A three-dimensional triangular vision-based contouring error detection system and method for machine tools

Abstract

Contouring error detection for machine tools can be used to effectively evaluate their dynamic performances. A triangular vision-based contouring error detection system and method is proposed in this paper, realizing the three-dimensional error measurement of an arbitrary trajectory in conditions of a high feed rate and wide motion range. First, a high-precision measurement fixture, which consists of high-precision circular coded markers and a highly uniform light source, is designed to accurately characterize the motion trajectory of a machine tool and realize the high-quality collection of an image sequence.

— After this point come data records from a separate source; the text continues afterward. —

use lazy_static::lazy_static;
use racg_engine::{AutomatonError, Letter, LetterSet, Presentation, Ray};
use regex::Regex;
use serde::Deserialize;
use std::collections::BTreeMap;
use std::io;
use thiserror::Error;
use tracing::debug;

pub mod datasets;

pub use datasets::Dataset;

/// Errors raised while reading defining data.
#[derive(Debug, Error)]
pub enum ParseError {
    /// The data parsed but does not describe a valid presentation or ray.
    #[error(transparent)]
    Automaton(#[from] AutomatonError),

    #[error("csv error: {0}")]
    Csv(#[from] csv::Error),

    #[error("line {line}: unrecognised directive `{text}`")]
    UnknownDirective { line: usize, text: String },

    #[error("line {line}: `{token}` is not a single-character letter")]
    BadLetter { line: usize, token: String },

    #[error("line {line}: letter {letter} listed twice")]
    DuplicateLetter { line: usize, letter: Letter },

    #[error("line {line}: `{key}` given twice")]
    RepeatedDirective { line: usize, key: String },

    #[error("no `order:` line")]
    MissingOrder,
}

/// A presentation, optionally with the ray used for suffix machines.
#[derive(Debug, Clone)]
pub struct DefiningData {
    pub presentation: Presentation,
    pub ray: Option<Ray>,
}

impl DefiningData {
    /// Replaces the ray, validating it against the presentation.
    pub fn with_ray(mut self, first: char, second: char) -> Result<Self, ParseError> {
        self.ray = Some(Ray::new(&self.presentation, Letter(first), Letter(second))?);
        Ok(self)
    }
}

// Matches `key: values`, where the key is `order`, `ray` or a single letter.
// Comments are stripped before matching.
lazy_static! {
    static ref DIRECTIVE_REGEX: Regex =
        Regex::new(r"^(?P<key>[^:\s]+)\s*:\s*(?P<values>.*)$").expect("Invalid directive regex pattern");
}

/// Splits a whitespace or comma separated list of one-character letters.
fn parse_letters(line: usize, values: &str) -> Result<Vec<Letter>, ParseError> {
    values
        .split(|c: char| c.is_whitespace() || c == ',')
        .filter(|token| !token.is_empty())
        .map(|token| {
            let mut symbols = token.chars();
            match (symbols.next(), symbols.next()) {
                (Some(symbol), None) => Ok(Letter(symbol)),
                _ => Err(ParseError::BadLetter {
                    line,
                    token: token.to_string(),
                }),
            }
        })
        .collect()
}

/// Parses the line format:
///
/// ```text
/// # the pentagon
/// order: a b c d e
/// ray: a c
/// a: b e
/// b: a c
/// ```
///
/// `order` ranks the letters by position. Each `x: ...` line lists the
/// letters commuting with `x`; letters without a line commute with nothing.
///
/// # Example
/// ```
/// use racg_parser::parse_defining_data;
///
/// let data = parse_defining_data("order: a b c\nray: a c\na: b\nb: a\n").unwrap();
/// assert_eq!(data.presentation.alphabet().len(), 3);
/// assert!(data.ray.is_some());
/// ```
pub fn parse_defining_data(text: &str) -> Result<DefiningData, ParseError> {
    let mut order: Option<BTreeMap<Letter, usize>> = None;
    let mut ray_letters: Option<Vec<Letter>> = None;
    let mut commutation: BTreeMap<Letter, LetterSet> = BTreeMap::new();

    for (index, raw) in text.lines().enumerate() {
        let line = index + 1;
        let content = raw.split('#').next().unwrap_or_default().trim();
        if content.is_empty() {
            continue;
        }

        let caps = DIRECTIVE_REGEX
            .captures(content)
            .ok_or_else(|| ParseError::UnknownDirective {
                line,
                text: content.to_string(),
            })?;
        let key = &caps["key"];
        let letters = parse_letters(line, &caps["values"])?;

        match key {
            "order" => {
                if order.is_some() {
                    return Err(ParseError::RepeatedDirective {
                        line,
                        key: key.to_string(),
                    });
                }
                let mut ranks = BTreeMap::new();
                for (rank, letter) in letters.into_iter().enumerate() {
                    if ranks.insert(letter, rank).is_some() {
                        return Err(ParseError::DuplicateLetter { line, letter });
                    }
                }
                order = Some(ranks);
            }
            "ray" => {
                if ray_letters.is_some() {
                    return Err(ParseError::RepeatedDirective {
                        line,
                        key: key.to_string(),
                    });
                }
                ray_letters = Some(letters);
            }
            _ => {
                let mut symbols = key.chars();
                let (Some(symbol), None) = (symbols.next(), symbols.next()) else {
                    return Err(ParseError::UnknownDirective {
                        line,
                        text: content.to_string(),
                    });
                };
                let letter = Letter(symbol);
                if commutation.insert(letter, letters.into_iter().collect()).is_some() {
                    return Err(ParseError::DuplicateLetter { line, letter });
                }
            }
        }
    }

    let order = order.ok_or(ParseError::MissingOrder)?;
    let presentation = Presentation::new(commutation, order)?;
    let ray = match ray_letters {
        Some(letters) => Some(Ray::from_letters(&presentation, &letters)?),
        None => None,
    };

    debug!(
        letters = presentation.alphabet().len(),
        ray = ?ray,
        "defining data parsed"
    );
    Ok(DefiningData { presentation, ray })
}

/// One CSV row: a letter, its rank and the letters it commutes with.
#[derive(Debug, Deserialize)]
pub struct LetterRow {
    pub letter: Letter,
    pub rank: usize,
    /// Space separated list of commuting letters.
    #[serde(default)]
    pub commutes: String,
}

/// Parses CSV rows with header `letter,rank,commutes`.
///
/// The resulting data carries no ray; attach one with
/// [`DefiningData::with_ray`].
pub fn parse_csv_rows<R: io::Read>(reader: R) -> Result<DefiningData, ParseError> {
    let mut csv_reader = csv::ReaderBuilder::new()
        .trim(csv::Trim::All)
        .from_reader(reader);

    let mut order = BTreeMap::new();
    let mut commutation = BTreeMap::new();
    for (index, row) in csv_reader.deserialize::<LetterRow>().enumerate() {
        let row = row?;
        // Line 1 is the header.
        let line = index + 2;
        if order.insert(row.letter, row.rank).is_some() {
            return Err(ParseError::DuplicateLetter {
                line,
                letter: row.letter,
            });
        }
        let neighbours: LetterSet = parse_letters(line, &row.commutes)?.into_iter().collect();
        commutation.insert(row.letter, neighbours);
    }

    if order.is_empty() {
        return Err(ParseError::MissingOrder);
    }
    let presentation = Presentation::new(commutation, order)?;
    debug!(letters = presentation.alphabet().len(), "csv defining data parsed");
    Ok(DefiningData {
        presentation,
        ray: None,
    })
}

Then, to improve the contouring error detection accuracy, a coded marker decoding and center location method for the automatic recognition and high-precision center positioning of the circular coded markers are applied. Using image preprocessing and matching, the markers’ three-dimensional coordinates in the camera coordinate system can be constructed. Moreover a data transformation method induced by the orthogonal motion of machine tools is proposed to obtain the three-dimensional trajectory in the machine tool coordinate frame and the contouring error can be calculated. Finally, a three-dimensional contouring error detection study of an equiangular spiral interpolation at different feed rates is performed in the laboratory. It is shown that the average contouring error for a feed rate of 1000mm/min is about 3µm, which verifies the vision measurement accuracy and feasibility.